*** Record extracts ***

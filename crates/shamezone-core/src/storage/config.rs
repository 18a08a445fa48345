//! TOML-based application configuration.
//!
//! Stores engine tuning rather than user choices (tone and reminder time
//! live in the key-value state):
//! - Reminder horizon and active-goal cap
//! - Nuclear tone window and spacing
//! - Time zone pin for date bucketing
//! - Log level
//!
//! Configuration is stored at `~/.config/shamezone/config.toml`.

use serde::{Deserialize, Serialize};
use std::path::{Path, PathBuf};

use super::data_dir;
use crate::clock::SystemClock;
use crate::error::ConfigError;
use crate::notify::NuclearPolicy;

/// Reminder planning configuration.
#[derive(Debug, Clone, Serialize, Deserialize)]
pub struct ScheduleConfig {
    #[serde(default = "default_horizon_days")]
    pub horizon_days: u32,
    #[serde(default = "default_max_active_goals")]
    pub max_active_goals: usize,
}

/// Nuclear tone configuration.
#[derive(Debug, Clone, Serialize, Deserialize)]
pub struct NuclearConfig {
    #[serde(default = "default_window_start_hour")]
    pub window_start_hour: u32,
    #[serde(default = "default_window_end_hour")]
    pub window_end_hour: u32,
    #[serde(default = "default_min_gap_minutes")]
    pub min_gap_minutes: u32,
    #[serde(default = "default_fires_per_day")]
    pub fires_per_day: u32,
}

/// Clock configuration.
#[derive(Debug, Clone, Default, Serialize, Deserialize)]
pub struct ClockConfig {
    /// Minutes east of UTC. Unset means the device-local offset.
    #[serde(default)]
    pub utc_offset_minutes: Option<i32>,
}

/// Logging configuration.
#[derive(Debug, Clone, Serialize, Deserialize)]
pub struct LogConfig {
    #[serde(default = "default_log_level")]
    pub level: String,
}

/// Application configuration.
///
/// Serialized to/from TOML at `~/.config/shamezone/config.toml`.
#[derive(Debug, Clone, Default, Serialize, Deserialize)]
pub struct Config {
    #[serde(default)]
    pub schedule: ScheduleConfig,
    #[serde(default)]
    pub nuclear: NuclearConfig,
    #[serde(default)]
    pub clock: ClockConfig,
    #[serde(default)]
    pub log: LogConfig,
}

// Default functions
fn default_horizon_days() -> u32 {
    3
}
fn default_max_active_goals() -> usize {
    3
}
fn default_window_start_hour() -> u32 {
    7
}
fn default_window_end_hour() -> u32 {
    23
}
fn default_min_gap_minutes() -> u32 {
    30
}
fn default_fires_per_day() -> u32 {
    3
}
fn default_log_level() -> String {
    "warn".into()
}

impl Default for ScheduleConfig {
    fn default() -> Self {
        Self {
            horizon_days: default_horizon_days(),
            max_active_goals: default_max_active_goals(),
        }
    }
}

impl Default for NuclearConfig {
    fn default() -> Self {
        Self {
            window_start_hour: default_window_start_hour(),
            window_end_hour: default_window_end_hour(),
            min_gap_minutes: default_min_gap_minutes(),
            fires_per_day: default_fires_per_day(),
        }
    }
}

impl Default for LogConfig {
    fn default() -> Self {
        Self {
            level: default_log_level(),
        }
    }
}

impl NuclearConfig {
    pub fn policy(&self) -> NuclearPolicy {
        NuclearPolicy {
            window_start_hour: self.window_start_hour,
            window_end_hour: self.window_end_hour,
            min_gap_minutes: self.min_gap_minutes,
            fires_per_day: self.fires_per_day,
        }
    }
}

impl ClockConfig {
    pub fn clock(&self) -> SystemClock {
        match self.utc_offset_minutes {
            Some(minutes) => SystemClock::with_offset_minutes(minutes),
            None => SystemClock::local(),
        }
    }
}

impl Config {
    fn get_json_value_by_path<'a>(
        root: &'a serde_json::Value,
        key: &str,
    ) -> Option<&'a serde_json::Value> {
        if key.is_empty() {
            return None;
        }

        let mut current = root;
        for part in key.split('.') {
            current = current.get(part)?;
        }
        Some(current)
    }

    fn set_json_value_by_path(
        root: &mut serde_json::Value,
        key: &str,
        value: &str,
    ) -> Result<(), ConfigError> {
        let unknown = || ConfigError::UnknownKey(key.to_string());
        let invalid = |message: String| ConfigError::InvalidValue {
            key: key.to_string(),
            message,
        };

        let mut parts = key.split('.').peekable();
        if parts.peek().is_none() || key.is_empty() {
            return Err(unknown());
        }

        let mut current = root;
        while let Some(part) = parts.next() {
            let is_leaf = parts.peek().is_none();
            if is_leaf {
                let obj = current.as_object_mut().ok_or_else(unknown)?;
                let existing = obj.get(part).ok_or_else(unknown)?;

                let new_value = match existing {
                    serde_json::Value::Bool(_) => serde_json::Value::Bool(
                        value.parse::<bool>().map_err(|e| invalid(e.to_string()))?,
                    ),
                    serde_json::Value::Number(_) => parse_number(value).ok_or_else(|| {
                        invalid(format!("cannot parse '{value}' as number"))
                    })?,
                    // Optional fields: accept a number, or clear with "none".
                    serde_json::Value::Null => match value {
                        "none" | "null" | "" => serde_json::Value::Null,
                        _ => parse_number(value)
                            .unwrap_or_else(|| serde_json::Value::String(value.into())),
                    },
                    serde_json::Value::Object(_) | serde_json::Value::Array(_) => {
                        serde_json::from_str(value).map_err(|e| invalid(e.to_string()))?
                    }
                    _ => serde_json::Value::String(value.into()),
                };

                obj.insert(part.to_string(), new_value);
                return Ok(());
            }

            current = current.get_mut(part).ok_or_else(unknown)?;
        }

        Err(unknown())
    }

    fn path() -> Result<PathBuf, ConfigError> {
        let dir = data_dir().map_err(|e| ConfigError::LoadFailed {
            path: PathBuf::from("config.toml"),
            message: e.to_string(),
        })?;
        Ok(dir.join("config.toml"))
    }

    /// Load from disk or return default.
    ///
    /// # Errors
    ///
    /// Returns an error if the config file exists but cannot be read or parsed,
    /// or if the default config cannot be written to disk.
    pub fn load() -> Result<Self, ConfigError> {
        Self::load_from(&Self::path()?)
    }

    /// Load from an explicit path, writing defaults there if it is missing.
    pub fn load_from(path: &Path) -> Result<Self, ConfigError> {
        match std::fs::read_to_string(path) {
            Ok(content) => {
                let cfg: Config = toml::from_str(&content).map_err(|e| ConfigError::LoadFailed {
                    path: path.to_path_buf(),
                    message: e.to_string(),
                })?;
                cfg.validate()?;
                Ok(cfg)
            }
            Err(e) if e.kind() == std::io::ErrorKind::NotFound => {
                let cfg = Self::default();
                cfg.save_to(path)?;
                Ok(cfg)
            }
            Err(e) => Err(ConfigError::LoadFailed {
                path: path.to_path_buf(),
                message: e.to_string(),
            }),
        }
    }

    /// Persist to disk.
    ///
    /// # Errors
    ///
    /// Returns an error if the config cannot be serialized or written to disk.
    pub fn save(&self) -> Result<(), ConfigError> {
        self.save_to(&Self::path()?)
    }

    pub fn save_to(&self, path: &Path) -> Result<(), ConfigError> {
        let save_failed = |message: String| ConfigError::SaveFailed {
            path: path.to_path_buf(),
            message,
        };
        let content = toml::to_string_pretty(self).map_err(|e| save_failed(e.to_string()))?;
        std::fs::write(path, content).map_err(|e| save_failed(e.to_string()))?;
        Ok(())
    }

    /// Get a config value as string by dot-separated key.
    pub fn get(&self, key: &str) -> Option<String> {
        let json = serde_json::to_value(self).ok()?;
        let val = Self::get_json_value_by_path(&json, key)?;
        match val {
            serde_json::Value::String(s) => Some(s.clone()),
            other => Some(other.to_string()),
        }
    }

    /// Set a config value by key without saving.
    ///
    /// # Errors
    ///
    /// Returns an error if the key is unknown or the value cannot be parsed,
    /// or if the resulting config is invalid.
    pub fn apply(&mut self, key: &str, value: &str) -> Result<(), ConfigError> {
        let mut json = serde_json::to_value(&*self).map_err(|e| ConfigError::InvalidValue {
            key: key.to_string(),
            message: e.to_string(),
        })?;
        Self::set_json_value_by_path(&mut json, key, value)?;
        let updated: Config =
            serde_json::from_value(json).map_err(|e| ConfigError::InvalidValue {
                key: key.to_string(),
                message: e.to_string(),
            })?;
        updated.validate()?;
        *self = updated;
        Ok(())
    }

    /// Set a config value by key and save.
    pub fn set(&mut self, key: &str, value: &str) -> Result<(), ConfigError> {
        self.apply(key, value)?;
        self.save()
    }

    /// Reject settings the scheduler cannot honor.
    pub fn validate(&self) -> Result<(), ConfigError> {
        if !self.nuclear.policy().is_satisfiable() {
            return Err(ConfigError::InvalidValue {
                key: "nuclear".into(),
                message: format!(
                    "{} reminders {} minutes apart do not fit between {}:00 and {}:00",
                    self.nuclear.fires_per_day,
                    self.nuclear.min_gap_minutes,
                    self.nuclear.window_start_hour,
                    self.nuclear.window_end_hour
                ),
            });
        }
        if self.schedule.horizon_days > 30 {
            return Err(ConfigError::InvalidValue {
                key: "schedule.horizon_days".into(),
                message: "at most 30 days ahead".into(),
            });
        }
        if let Some(minutes) = self.clock.utc_offset_minutes {
            if !(-14 * 60..=14 * 60).contains(&minutes) {
                return Err(ConfigError::InvalidValue {
                    key: "clock.utc_offset_minutes".into(),
                    message: format!("{minutes} is outside -840..=840"),
                });
            }
        }
        Ok(())
    }

    /// Load from disk, returning default on error.
    /// This is a convenience method that never fails.
    pub fn load_or_default() -> Self {
        Self::load().unwrap_or_default()
    }
}

fn parse_number(value: &str) -> Option<serde_json::Value> {
    if let Ok(n) = value.parse::<i64>() {
        Some(serde_json::Value::Number(n.into()))
    } else {
        value
            .parse::<f64>()
            .ok()
            .and_then(serde_json::Number::from_f64)
            .map(serde_json::Value::Number)
    }
}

*** End of Record extracts ***

### [Goal of the exercise]
Retype only the lines running from the top of the listing to the line that holds "use crate::error::ConfigError;", both ends included.

### [Solution]
filename crates/shamezone-core/src/storage/config.rs
repository 18a08a445fa48345
//! TOML-based application configuration.
//!
//! Stores engine tuning rather than user choices (tone and reminder time
//! live in the key-value state):
//! - Reminder horizon and active-goal cap
//! - Nuclear tone window and spacing
//! - Time zone pin for date bucketing
//! - Log level
//!
//! Configuration is stored at `~/.config/shamezone/config.toml`.

use serde::{Deserialize, Serialize};
use std::path::{Path, PathBuf};

use super::data_dir;
use crate::clock::SystemClock;
use crate::error::ConfigError;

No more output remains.